Listed records:
=-=-=-=-=

//! JSON series for the weekly and per-symbol volume charts.

use anyhow::{Context, Result};
use serde::Serialize;
use std::fs::File;
use std::io::{BufWriter, Write};
use std::path::Path;
use trade_etl_core::{ChartData, SymbolVolume, TierSeries, WeeklyVolume};

use crate::report_export::ensure_parent;

#[derive(Debug, Serialize)]
struct WeeklyChart<'a> {
    title: &'static str,
    total: &'a [WeeklyVolume],
    by_client_type: &'a [TierSeries],
}

#[derive(Debug, Serialize)]
struct SymbolChart<'a> {
    title: &'static str,
    symbols: &'a [SymbolVolume],
}

pub struct ChartExporter;

impl ChartExporter {
    /// Writes the weekly volume series, overall and per client tier.
    ///
    /// # Errors
    /// Returns error if the file cannot be created or serialized
    pub fn write_weekly(path: impl AsRef<Path>, charts: &ChartData) -> Result<()> {
        let chart = WeeklyChart {
            title: "Weekly trading volume",
            total: &charts.weekly_volume,
            by_client_type: &charts.weekly_by_client_type,
        };
        write_json(path.as_ref(), &chart)
    }

    /// Writes total volume per symbol.
    ///
    /// # Errors
    /// Returns error if the file cannot be created or serialized
    pub fn write_symbols(path: impl AsRef<Path>, charts: &ChartData) -> Result<()> {
        let chart = SymbolChart {
            title: "Total volume by symbol",
            symbols: &charts.symbol_volume,
        };
        write_json(path.as_ref(), &chart)
    }
}

fn write_json<T: Serialize>(path: &Path, value: &T) -> Result<()> {
    ensure_parent(path)?;
    let file = File::create(path)
        .with_context(|| format!("Failed to create chart file: {}", path.display()))?;
    let mut writer = BufWriter::new(file);
    serde_json::to_writer_pretty(&mut writer, value)
        .with_context(|| format!("Failed to write chart file: {}", path.display()))?;
    writer.flush()?;

    tracing::debug!(path = %path.display(), "wrote chart data");
    Ok(())
}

=-=-=-=-=

Task instructions: Each entry above needs to be retyped exactly.

Solution to the problem:
//! JSON series for the weekly and per-symbol volume charts.

use anyhow::{Context, Result};
use serde::Serialize;
use std::fs::File;
use std::io::{BufWriter, Write};
use std::path::Path;
use trade_etl_core::{ChartData, SymbolVolume, TierSeries, WeeklyVolume};

use crate::report_export::ensure_parent;

#[derive(Debug, Serialize)]
struct WeeklyChart<'a> {
    title: &'static str,
    total: &'a [WeeklyVolume],
    by_client_type: &'a [TierSeries],
}

#[derive(Debug, Serialize)]
struct SymbolChart<'a> {
    title: &'static str,
    symbols: &'a [SymbolVolume],
}

pub struct ChartExporter;

impl ChartExporter {
    /// Writes the weekly volume series, overall and per client tier.
    ///
    /// # Errors
    /// Returns error if the file cannot be created or serialized
    pub fn write_weekly(path: impl AsRef<Path>, charts: &ChartData) -> Result<()> {
        let chart = WeeklyChart {
            title: "Weekly trading volume",
            total: &charts.weekly_volume,
            by_client_type: &charts.weekly_by_client_type,
        };
        write_json(path.as_ref(), &chart)
    }

    /// Writes total volume per symbol.
    ///
    /// # Errors
    /// Returns error if the file cannot be created or serialized
    pub fn write_symbols(path: impl AsRef<Path>, charts: &ChartData) -> Result<()> {
        let chart = SymbolChart {
            title: "Total volume by symbol",
            symbols: &charts.symbol_volume,
        };
        write_json(path.as_ref(), &chart)
    }
}

fn write_json<T: Serialize>(path: &Path, value: &T) -> Result<()> {
    ensure_parent(path)?;
    let file = File::create(path)
        .with_context(|| format!("Failed to create chart file: {}", path.display()))?;
    let mut writer = BufWriter::new(file);
    serde_json::to_writer_pretty(&mut writer, value)
        .with_context(|| format!("Failed to write chart file: {}", path.display()))?;
    writer.flush()?;

    tracing::debug!(path = %path.display(), "wrote chart data");
    Ok(())
}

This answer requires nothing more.